En effet, le gouvernement congolais a clairement exprimé, lors des négociations de septembre 2020 avec le Fonds Monétaire International (FMI) sa décision de ne pas publier tous les contrats extractifs manquants. Cette décision est un véritable recul qui viole les dispositions légales et règlementaires en la matière. Les lois de la République enjoignent aux nouvelles autorités au pouvoir depuis janvier 2019 l’obligation de poursuivre avec la publication exhaustive et régulière de tous les contrats extractifs signés par les entreprises du portefeuille de l’Etat ainsi que ceux signés avant l’accession au pouvoir du Président Félix-Antoine Tshisekedi, conformément au principe fondamental de continuité des services publics de l’Etat.
 
En 2011, la RDC se dotait pour la première fois d’un cadre juridique sur la transparence des contrats extractifs. Le décret n° 011/26 du 20 mai 2011 a rendu obligatoire la publication de tout contrat ayant pour objet la recherche, l'exploration ou l'exploitation d'une des ressources naturelles (minières, pétrolières et forestières) dans les 60 jours qui suivent sa signature. Par la suite, le code minier révisé de 2018 et la loi n° 15/012 du 1er août 2015 portant régime général des hydrocarbures ont repris cette obligation de divulguer les contrats endéans 60 jours de leur signature.

Des progrès significatifs depuis 2016 mais pas suffisants

Depuis son engagement en RDC, Natural Resource Governance Institute (NRGI) et plusieurs autres organisations de la société civile œuvrant au Congo ont toujours soutenu la divulgation des contrats extractifs.
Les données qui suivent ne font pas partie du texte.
use std::sync::atomic::{AtomicBool, AtomicUsize, Ordering};
use std::sync::{Arc, Mutex};

use async_trait::async_trait;
use tokio::sync::broadcast::error::TryRecvError;
use tokio::sync::broadcast::Receiver;

use crate::client::DeliveryRouteService;
use crate::engine::controller::RouteSessionController;
use crate::engine::events::SessionEvent;
use crate::error::AppError;
use crate::location::FixedLocation;
use crate::models::booking::{Booking, BookingStatus};
use crate::models::geo::{GeoPoint, StopLocation};
use crate::models::service::{
    ActiveRoute, BookingStatusUpdate, ServiceRecord, ServiceStatus, ServiceStatusUpdate,
};
use crate::state::AppState;

#[derive(Clone)]
pub enum Lookup {
    Found(ActiveRoute),
    NotFound,
    Fails,
}

impl Lookup {
    fn result(&self) -> Result<Option<ActiveRoute>, AppError> {
        match self {
            Lookup::Found(route) => Ok(Some(route.clone())),
            Lookup::NotFound => Ok(None),
            Lookup::Fails => Err(AppError::Network("connection refused".to_string())),
        }
    }
}

/// In-memory backend recording every request it receives.
pub struct FakeRoutes {
    picking: Mutex<Lookup>,
    transit: Mutex<Lookup>,
    lookups: AtomicUsize,
    service_updates: Mutex<Vec<ServiceStatusUpdate>>,
    booking_updates: Mutex<Vec<BookingStatusUpdate>>,
    pub reject_services: AtomicBool,
    pub reject_bookings: AtomicBool,
}

impl FakeRoutes {
    pub fn new(picking: Lookup, transit: Lookup) -> Arc<Self> {
        Arc::new(Self {
            picking: Mutex::new(picking),
            transit: Mutex::new(transit),
            lookups: AtomicUsize::new(0),
            service_updates: Mutex::new(Vec::new()),
            booking_updates: Mutex::new(Vec::new()),
            reject_services: AtomicBool::new(false),
            reject_bookings: AtomicBool::new(false),
        })
    }

    pub fn set_picking(&self, lookup: Lookup) {
        *self.picking.lock().unwrap() = lookup;
    }

    pub fn set_transit(&self, lookup: Lookup) {
        *self.transit.lock().unwrap() = lookup;
    }

    pub fn lookups(&self) -> usize {
        self.lookups.load(Ordering::SeqCst)
    }

    pub fn service_updates(&self) -> Vec<ServiceStatusUpdate> {
        self.service_updates.lock().unwrap().clone()
    }

    pub fn booking_updates(&self) -> Vec<BookingStatusUpdate> {
        self.booking_updates.lock().unwrap().clone()
    }
}

#[async_trait]
impl DeliveryRouteService for FakeRoutes {
    async fn picking_info(&self, _transporter_id: &str) -> Result<Option<ActiveRoute>, AppError> {
        self.lookups.fetch_add(1, Ordering::SeqCst);
        self.picking.lock().unwrap().result()
    }

    async fn transit_info(&self, _transporter_id: &str) -> Result<Option<ActiveRoute>, AppError> {
        self.lookups.fetch_add(1, Ordering::SeqCst);
        self.transit.lock().unwrap().result()
    }

    async fn update_service_status(&self, update: &ServiceStatusUpdate) -> Result<(), AppError> {
        self.service_updates.lock().unwrap().push(update.clone());
        if self.reject_services.load(Ordering::SeqCst) {
            return Err(AppError::ServerRejection {
                status: 500,
                message: "service update failed".to_string(),
            });
        }
        Ok(())
    }

    async fn update_booking_status(&self, update: &BookingStatusUpdate) -> Result<(), AppError> {
        self.booking_updates.lock().unwrap().push(update.clone());
        if self.reject_bookings.load(Ordering::SeqCst) {
            return Err(AppError::ServerRejection {
                status: 400,
                message: "booking already closed".to_string(),
            });
        }
        Ok(())
    }
}

pub fn booking(id: &str, status: BookingStatus) -> Booking {
    Booking {
        booking_id: id.to_string(),
        farmer_user_id: Some(format!("farmer-{id}")),
        buyer_user_id: Some(format!("buyer-{id}")),
        status,
        address: None,
        phone: None,
        distance_km: None,
        total_price: None,
    }
}

pub fn route(service_id: &str, bookings: Vec<Booking>) -> ActiveRoute {
    ActiveRoute {
        service: ServiceRecord {
            service_id: service_id.to_string(),
            vehicle_plate: Some("KDA 123X".to_string()),
            farmer_locations: vec![StopLocation {
                user_id: Some("farmer-b1".to_string()),
                lat: Some(-1.2921),
                lng: Some(36.8219),
                address: Some("Limuru Road".to_string()),
            }],
            buyer_locations: vec![StopLocation {
                user_id: Some("buyer-b1".to_string()),
                lat: Some(-1.1),
                lng: Some(37.0),
                address: None,
            }],
            status: ServiceStatus::Picking,
        },
        bookings,
    }
}

pub fn controller(routes: Arc<FakeRoutes>) -> (RouteSessionController, Receiver<SessionEvent>) {
    let state = Arc::new(AppState::new(64));
    let rx = state.events_tx.subscribe();
    let controller = RouteSessionController::new(
        state,
        routes,
        Arc::new(FixedLocation::new(GeoPoint {
            lat: -1.28,
            lng: 36.82,
        })),
    );
    (controller, rx)
}

pub fn drain(rx: &mut Receiver<SessionEvent>) -> Vec<SessionEvent> {
    let mut events = Vec::new();
    loop {
        match rx.try_recv() {
            Ok(event) => events.push(event),
            Err(TryRecvError::Empty) | Err(TryRecvError::Closed) => break,
            Err(TryRecvError::Lagged(_)) => continue,
        }
    }
    events
}
use std::sync::Arc;

use async_trait::async_trait;
use serde::Serialize;

use crate::error::AppError;
use crate::models::geo::GeoPoint;

#[derive(Debug, Clone, Copy, PartialEq, Eq, Serialize)]
#[serde(rename_all = "snake_case")]
pub enum PermissionStatus {
    Granted,
    Denied,
}

/// Device position source. Permission is asked for before the first fix.
#[async_trait]
pub trait LocationProvider: Send + Sync {
    async fn request_permission(&self) -> PermissionStatus;

    async fn current_position(&self) -> Result<GeoPoint, AppError>;
}

/// Reports a position configured up front.
pub struct FixedLocation {
    point: GeoPoint,
}

impl FixedLocation {
    pub fn new(point: GeoPoint) -> Self {
        Self { point }
    }
}

#[async_trait]
impl LocationProvider for FixedLocation {
    async fn request_permission(&self) -> PermissionStatus {
        PermissionStatus::Granted
    }

    async fn current_position(&self) -> Result<GeoPoint, AppError> {
        if !self.point.is_valid() {
            return Err(AppError::Internal(format!(
                "configured device location is out of range: {:?}",
                self.point
            )));
        }
        Ok(self.point)
    }
}

/// Device without a usable location source.
pub struct NoLocation;

#[async_trait]
impl LocationProvider for NoLocation {
    async fn request_permission(&self) -> PermissionStatus {
        PermissionStatus::Denied
    }

    async fn current_position(&self) -> Result<GeoPoint, AppError> {
        Err(AppError::PermissionDenied(
            "location access is required to show the map".to_string(),
        ))
    }
}

pub fn provider_for(point: Option<GeoPoint>) -> Arc<dyn LocationProvider> {
    match point {
        Some(point) => Arc::new(FixedLocation::new(point)),
        None => Arc::new(NoLocation),
    }
}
En 2016, NRGI a accentué son engagement en mettant en place un programme spécial de plaidoyer en vue, d’une part, de renforcer la divulgation régulière et complète des contrats extractifs, et d’autre part, d’améliorer la pratique existante de divulgation. Au cours de la même année, un partenariat fut formalisé entre le ministère des mines, à travers la Cellule technique de coordination et de planification minière (CTCPM) et NRGI. Dans ce cadre, un nouveau portail dédié à la divulgation des contrats en RDC a été développé et est devenu fonctionnel en mars 2017.
 
Au lancement dudit portail, seuls 83 documents contractuels, dont 75 contrats miniers et huit contrats pétroliers, étaient dans le domaine public. A ce jour, 204 documents contractuels sont publiés sur ce portail dédié à la RDC dont 182 pour le secteur minier et 22 sur les hydrocarbures. Ces chiffres reflétaient déjà les efforts du gouvernement congolais à mettre en œuvre le cadre légal en vigueur en matière de divulgation des contrats extractifs. C’est sur cette lancée qu’au cours de la semaine du 14 septembre 2020, la CTCPM a encore publié quatre nouveaux contrats ci-après :
  • Acte de cession du Permis d’exploitation du 12 août 2019 entre la Société Minière de Kilo-Moto (SOKIMO), cédant et KODO RESOURCES SARL, Cessionnaire, Relatif aux Permis d’Exploitation 5078, 5079 et 5081 sur le site de ZANI KODO.
  • Protocole d’accord du 18 janvier 2020 entre la Société Minière de Kilo-Moto et AJN Resources portant conversion en Actions à la Bourse des Valeurs du Canada de certains intérêts de la SOKIMO dans certains projets miniers en vue d’avoir accès à des financements « Cash-flow ».
  • Contrat d’association du 5 juin 2019 entre la Société Minière de Kilo-Moto et PIANETA Mining and Trading Sarl relatif à la construction d’une société commune pour l’exploitation des gisements d’or et des substances associés de « KODO RESOURCES ».
  • Contrat de partenariat du 12 février 2020 entre la Société Minière de Bakwanga « MIBA » et AM International Development & Investment.
En dépit de ces progrès, plusieurs autres contrats signés et documentés par NRGI et d’autres organisations non gouvernementales ne sont toujours pas publiés. C’est le cas, à titre d’exemple, de :
  • l’Accord mettant fin à un litige entre la GECAMINES et Groupement pour le traitement du Terril de Lubumbashi (GTL), dans lequel la première acquiert la pleine propriété de l’usine de traitement dont le Groupe Forest détenait 70% en échange de transfert par la Gécamines de 30% de parts détenues dans la société congolaise pour le traitement du Terril de Lubumbashi SAS au profit du Groupe Forest. 
  • l’Accord transactionnel commun conclu le 12 juin 2018 par la Gécamines avec sa filiale Société Immobilière du Congo (SIMCO), Katanga Mining Limited et certaines de ses sociétés affiliées (le « Groupe Katanga ») ainsi que leur société commune Kamoto Copper Company (KCC).
  • l’Accord commercial préliminaire signé à Luanda le 27 janvier 2015 par le président du Conseil d'administration de la société nationale angolaise des hydrocarbures (Sonangol EP), Francisco de Lemos José Maria, et les directeurs généraux et de production et d'exploration de la Congolaise des Hydrocarbures (Cohydro SA), respectivement Liliane Ilunga et Louis-Gérard Vununu, sur l'exploitation conjointe des hydrocarbures dans la zone désignée d’intérêt commun (ZIC).
  • le Contrat de partenariat conclu par la SOKIMO en 2018 avec la société australienne Vector Resources et Mongbwalu Goldmines de création de la Société « Adidi Kanga Resources », AKR en sigle sur le projet Mongbwalu que détenu jadis par Anglogold Ashanti.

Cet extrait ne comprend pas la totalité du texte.